Retail and Service Uses. On the basis of projected residential expansion,11 it was estimated that the increase in number of dwelling units in the T.H. (I. R.) 494 study strip in the ten years from 1970 to 1980 will approximate the increase in the T.H. 100 strip during the six year period of explosive growth between 1945 and 1951. Shopping-center uses (neighborhood-oriented retail and service functions) on T.H. 100 expanded at an average rate of 3.0 acres per year from 1945 to 1951. Thus an aggregate rate about two-thirds as great, or about 2.0 acres per year is appropriate for the longer period on T.H. (I.R.) 494. That rate was applied arbitrarily to T.H. (I.R.) 494 from the date of opening (1965) forward to 1980.

Estimating the rate of growth along the "super" Belt Line.

Traffic projections for 1980 were obtained from the Twin Cities Area Transportation Study (TCATS) which is currently being compiled by the Minnesota Highway Department and U.S. Bureau of Public Roads.
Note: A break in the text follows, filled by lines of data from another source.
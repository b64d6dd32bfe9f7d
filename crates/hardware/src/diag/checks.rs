//! Individual diagnostic checks.
//!
//! Each check is an independent unit: it issues transactions, waits for the peer to react,
//! compares what it observed against an expected pattern, and returns a single
//! [`Verdict`]. Checks never award partial credit and never retry.
//!
//! The peer returns a single fixed status byte and offers no memory read-back, so only
//! the status-read check has an observable pass/fail criterion. Write checks pass once
//! every frame went out without a bus error; execution checks report
//! [`Verdict::Unverified`].

use std::fmt;
use std::str::FromStr;
use std::time::{Duration, Instant};

use thiserror::Error;
use tracing::{info, warn};

use super::outcome::Verdict;
use crate::bus::{Delay, SpiBus, Transport};
use crate::common::constants::{
    BOOTSTRAP_DWELL_MS, DATA_PATTERN_STEP, DATA_REGION_BASE, DATA_REGION_LEN,
    LOOP_PROGRAM_DWELL_MS, MEMORY_WRITE_GAP_MS, STATUS_READ_GAP_MS, STORE_PROGRAM_DWELL_MS,
    THROUGHPUT_PATTERN_STEP,
};
use crate::common::{BusError, MemAddr, STATUS_SENTINEL, Word};
use crate::config::SuiteConfig;
use crate::sim::{load_program, programs};

/// Address/value pairs written by the memory-write check.
pub const MEMORY_WRITE_TABLE: [(u8, Word); 5] = [
    (0, 0x1234_5678),
    (1, 0xDEAD_BEEF),
    (2, 0xCAFE_BABE),
    (10, 0xABCD_EF00),
    (255, 0xFFFF_FFFF),
];

/// The canonical diagnostic checks, in suite order.
#[derive(Clone, Copy, Debug, PartialEq, Eq, Hash)]
pub enum Check {
    /// Repeated status reads expecting the 0xA5 sentinel.
    StatusRead,
    /// Writes of a fixed address/value table.
    MemoryWrite,
    /// Dwell while the core runs its built-in startup routine.
    Bootstrap,
    /// Loads and runs the fixed-value store program.
    StoreProgram,
    /// Loads and runs the counting loop program.
    CountingLoop,
    /// Writes a deterministic pattern into the data region.
    DataPattern,
    /// Timed burst of writes across the address space.
    Throughput,
}

/// A check name that matches none of the canonical checks.
#[derive(Debug, Error, PartialEq, Eq)]
#[error("unknown check `{0}`")]
pub struct UnknownCheck(pub String);

impl Check {
    /// Every check, in the order the suite runs them.
    pub const ALL: [Self; 7] = [
        Self::StatusRead,
        Self::MemoryWrite,
        Self::Bootstrap,
        Self::StoreProgram,
        Self::CountingLoop,
        Self::DataPattern,
        Self::Throughput,
    ];

    /// Human-readable name used in reports.
    pub const fn name(self) -> &'static str {
        match self {
            Self::StatusRead => "Basic SPI Communication",
            Self::MemoryWrite => "Memory Write (32-bit)",
            Self::Bootstrap => "CPU Bootstrap Check",
            Self::StoreProgram => "Simple Custom Program",
            Self::CountingLoop => "Counting Loop Program",
            Self::DataPattern => "Data Memory Write",
            Self::Throughput => "Stress Test",
        }
    }

    /// Short identifier accepted on the command line.
    pub const fn slug(self) -> &'static str {
        match self {
            Self::StatusRead => "status",
            Self::MemoryWrite => "memory",
            Self::Bootstrap => "bootstrap",
            Self::StoreProgram => "store",
            Self::CountingLoop => "loop",
            Self::DataPattern => "pattern",
            Self::Throughput => "throughput",
        }
    }

    /// Runs the check against the peer.
    ///
    /// # Errors
    ///
    /// Propagates the first [`BusError`]; the suite converts it into a failing outcome.
    pub fn run<B: SpiBus, D: Delay>(
        self,
        transport: &mut Transport<B, D>,
        config: &SuiteConfig,
    ) -> Result<Verdict, BusError> {
        info!("=== {} ===", self.name());
        match self {
            Self::StatusRead => status_read(transport, config.status_reads)
                .map(|tally| Verdict::from_bool(tally.passed())),
            Self::MemoryWrite => memory_write(transport),
            Self::Bootstrap => Ok(bootstrap(transport)),
            Self::StoreProgram => store_program(transport),
            Self::CountingLoop => counting_loop(transport),
            Self::DataPattern => data_pattern(transport),
            Self::Throughput => {
                throughput(transport, config.throughput_iterations).map(|_| Verdict::Passed)
            }
        }
    }
}

impl fmt::Display for Check {
    fn fmt(&self, f: &mut fmt::Formatter<'_>) -> fmt::Result {
        f.write_str(self.name())
    }
}

impl FromStr for Check {
    type Err = UnknownCheck;

    /// Accepts either the slug or the display name, case-insensitively.
    fn from_str(s: &str) -> Result<Self, Self::Err> {
        Self::ALL
            .into_iter()
            .find(|c| c.slug().eq_ignore_ascii_case(s) || c.name().eq_ignore_ascii_case(s))
            .ok_or_else(|| UnknownCheck(s.to_string()))
    }
}

/// Tally of a status-read run.
#[derive(Clone, Copy, Debug, PartialEq, Eq)]
pub struct StatusTally {
    /// Reads that returned the sentinel.
    pub matched: usize,
    /// Reads performed.
    pub reads: usize,
}

impl StatusTally {
    /// All reads matched (and at least one read happened).
    pub const fn passed(&self) -> bool {
        self.reads > 0 && self.matched == self.reads
    }
}

/// Reads the status byte `reads` times, expecting [`STATUS_SENTINEL`] every time.
///
/// Every read is performed even after a mismatch, so the tally reflects the whole run.
///
/// # Errors
///
/// Returns the first [`BusError`].
pub fn status_read<B: SpiBus, D: Delay>(
    transport: &mut Transport<B, D>,
    reads: usize,
) -> Result<StatusTally, BusError> {
    let mut tally = StatusTally { matched: 0, reads };
    for i in 1..=reads {
        let status = transport.read_status_byte()?;
        if status == STATUS_SENTINEL {
            info!("✓ Read #{i}: {status:#04X}");
            tally.matched += 1;
        } else {
            warn!("✗ Read #{i}: {status:#04X} (expected {STATUS_SENTINEL:#04X})");
        }
        transport.dwell(STATUS_READ_GAP_MS);
    }
    info!("{}/{} reads correct", tally.matched, tally.reads);
    Ok(tally)
}

/// Writes [`MEMORY_WRITE_TABLE`].
///
/// # Errors
///
/// Returns the first [`BusError`]; later entries are not written.
pub fn memory_write<B: SpiBus, D: Delay>(
    transport: &mut Transport<B, D>,
) -> Result<Verdict, BusError> {
    for (addr, data) in MEMORY_WRITE_TABLE {
        transport.write_word(MemAddr::new(addr), data)?;
        info!("✓ Address {addr:3}: {data:#010X}");
        transport.dwell(MEMORY_WRITE_GAP_MS);
    }
    Ok(Verdict::Passed)
}

/// Waits for the core's built-in startup routine. Issues no transactions.
pub fn bootstrap<B: SpiBus, D: Delay>(transport: &mut Transport<B, D>) -> Verdict {
    info!("waiting {BOOTSTRAP_DWELL_MS} ms for the bootstrap routine");
    transport.dwell(BOOTSTRAP_DWELL_MS);
    Verdict::Unverified
}

/// Loads [`programs::STORE_BYTE`] at address 0 and lets it run.
///
/// # Errors
///
/// Returns the first [`BusError`] from the load.
pub fn store_program<B: SpiBus, D: Delay>(
    transport: &mut Transport<B, D>,
) -> Result<Verdict, BusError> {
    load_program(transport, &programs::STORE_BYTE, MemAddr::MIN)?;
    transport.dwell(STORE_PROGRAM_DWELL_MS);
    Ok(Verdict::Unverified)
}

/// Loads [`programs::COUNTING_LOOP`] at address 0 and lets it run.
///
/// # Errors
///
/// Returns the first [`BusError`] from the load.
pub fn counting_loop<B: SpiBus, D: Delay>(
    transport: &mut Transport<B, D>,
) -> Result<Verdict, BusError> {
    load_program(transport, &programs::COUNTING_LOOP, MemAddr::MIN)?;
    transport.dwell(LOOP_PROGRAM_DWELL_MS);
    Ok(Verdict::Unverified)
}

/// Word written at offset `i` of the data region: `0x11111111 * (i + 1)`, truncated.
pub const fn data_pattern_word(i: usize) -> Word {
    DATA_PATTERN_STEP.wrapping_mul((i as Word).wrapping_add(1))
}

/// Writes [`data_pattern_word`] to addresses 100..116.
///
/// # Errors
///
/// Returns the first [`BusError`].
pub fn data_pattern<B: SpiBus, D: Delay>(
    transport: &mut Transport<B, D>,
) -> Result<Verdict, BusError> {
    let base = MemAddr::new(DATA_REGION_BASE);
    for i in 0..DATA_REGION_LEN {
        let addr = base.offset(i);
        let data = data_pattern_word(i);
        transport.write_word(addr, data)?;
        if i % 4 == 0 {
            info!("Address {addr}: {data:#010X}");
        }
    }
    info!("data memory pattern written");
    Ok(Verdict::Passed)
}

/// Timing figures from a throughput run. Informational only.
#[derive(Clone, Copy, Debug, PartialEq, Eq)]
pub struct ThroughputSummary {
    /// Writes issued.
    pub writes: usize,
    /// Wall-clock time from first to last write.
    pub elapsed: Duration,
}

impl ThroughputSummary {
    /// Average time per write in milliseconds.
    pub fn avg_ms(&self) -> f64 {
        if self.writes == 0 {
            return 0.0;
        }
        self.elapsed.as_secs_f64() * 1_000.0 / self.writes as f64
    }

    /// Writes per second, or `None` if no measurable time elapsed.
    pub fn writes_per_sec(&self) -> Option<f64> {
        let secs = self.elapsed.as_secs_f64();
        (secs > 0.0).then(|| self.writes as f64 / secs)
    }
}

/// Issues `iterations` writes of `i * 0x01010101` to address `i mod 256`.
///
/// # Errors
///
/// Returns the first [`BusError`]. Elapsed time never causes a failure.
pub fn throughput<B: SpiBus, D: Delay>(
    transport: &mut Transport<B, D>,
    iterations: usize,
) -> Result<ThroughputSummary, BusError> {
    let start = Instant::now();
    for i in 0..iterations {
        let data = THROUGHPUT_PATTERN_STEP.wrapping_mul(i as Word);
        transport.write_word(MemAddr::MIN.offset(i), data)?;
        if (i + 1) % 10 == 0 {
            info!("progress: {}/{iterations}", i + 1);
        }
    }
    let summary = ThroughputSummary {
        writes: iterations,
        elapsed: start.elapsed(),
    };

    info!(
        "{} writes in {} ms (avg {:.2} ms/write)",
        summary.writes,
        summary.elapsed.as_millis(),
        summary.avg_ms()
    );
    if let Some(rate) = summary.writes_per_sec() {
        info!("rate: {rate:.1} writes/sec");
    }
    Ok(summary)
}

/// Quick link check: one status read, then the memory-write table.
///
/// Returns whether the status byte matched. A mismatch is logged with wiring hints but does
/// not stop the writes.
///
/// # Errors
///
/// Returns the first [`BusError`].
pub fn quick_test<B: SpiBus, D: Delay>(transport: &mut Transport<B, D>) -> Result<bool, BusError> {
    let status = transport.read_status_byte()?;
    let healthy = status == STATUS_SENTINEL;
    if healthy {
        info!("✓ SPI read OK: {status:#04X}");
    } else {
        warn!("✗ SPI read failed: got {status:#04X}, expected {STATUS_SENTINEL:#04X}");
        warn!("  check SPI wiring (MISO line)");
        warn!("  verify the FPGA bitstream is loaded");
    }
    let _ = memory_write(transport)?;
    info!("quick test complete");
    Ok(healthy)
}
Projected 1980 traffic volume on T.H. (I.R.) 494 approximates that on T.H. 100 in 1960. Thus traffic-induced land uses -- the highway-oriented retail and service establishments--may be expected to grow in the vicinity of T.H. (I. R.) 494 from 1965 to 1980 at about the same rate as they have grown in the T.H. 100 study strip from 1945 to 1959. That rate has averaged approximately 7.0 acres per year. There has been no clear trend either upward or downward in average annual growth over that 14-year period.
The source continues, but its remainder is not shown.